Induction of adaptive regulatory T cells by HIV-infected dendritic cells is defective. (168.15)

Recent studies have shown that dendritic cells (DCs) can induce peripheral conversion of conventional T cells into regulatory T cells (Tregs). DCs are among the first targets of HIV and it is not known whether their infection or exposure to the virus alters their capacity to convert Treg. In our study, 10% of CD3+CD4+CD25-FOXP3- T cells (non-Tregs) expressed FOXP3 5 days after culture with autologous monocyte-derived DCs (moDCs). These converted FOXP3+ cells suppressed proliferation of responder T cells similarly to natural Tregs.
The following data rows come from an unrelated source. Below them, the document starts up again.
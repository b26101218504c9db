//! Tracing subscriber setup for applications embedding progressive_search.
//!
//! The library itself only emits `tracing` events; hosts call
//! [`init_tracing`] once to get human-readable console output.

use anyhow::Result;
use tracing_subscriber::{layer::SubscriberExt, util::SubscriberInitExt, EnvFilter};

use crate::config::LoggingConfig;

/// Build the filter: RUST_LOG wins, then the configured level.
pub fn env_filter(config: &LoggingConfig) -> EnvFilter {
    EnvFilter::try_from_default_env().unwrap_or_else(|_| EnvFilter::new(&config.level))
}

/// Initialize the global tracing subscriber with a fmt layer.
///
/// Returns `Ok(false)` when a global subscriber was already installed, so
/// calling this more than once (e.g. from several tests) is harmless.
pub fn init_tracing(config: &LoggingConfig) -> Result<bool> {
    let config = config.clone().with_env_overrides();

    let fmt_layer = tracing_subscriber::fmt::layer()
        .with_target(false)
        .with_thread_ids(false)
        .with_file(false)
        .with_line_number(false);

    let installed = tracing_subscriber::registry()
        .with(env_filter(&config))
        .with(fmt_layer)
        .try_init()
        .is_ok();

    if installed {
        tracing::debug!(level = %config.level, "Console logging active");
    }

    Ok(installed)
}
In contrast, moDCs from HIV-infected patients were defective at inducing FOXP3 in autologous non-Tregs. MoDCs infected in vitro with a CCR5-using strain were also unable to induce FOXP3. Productive infection of the DC was not required, as DC exposure to inactivated HIV also impaired FOXP3 induction. This defect did not depend on IL-10 or TGF-β, as adding these cytokines did not restore FOXP3 induction. Higher T cell death was observed in infected cocultures than in uninfected ones. Our findings suggest that HIV-infected moDCs kill converted Tregs, leading to a poor induction of adaptive Tregs.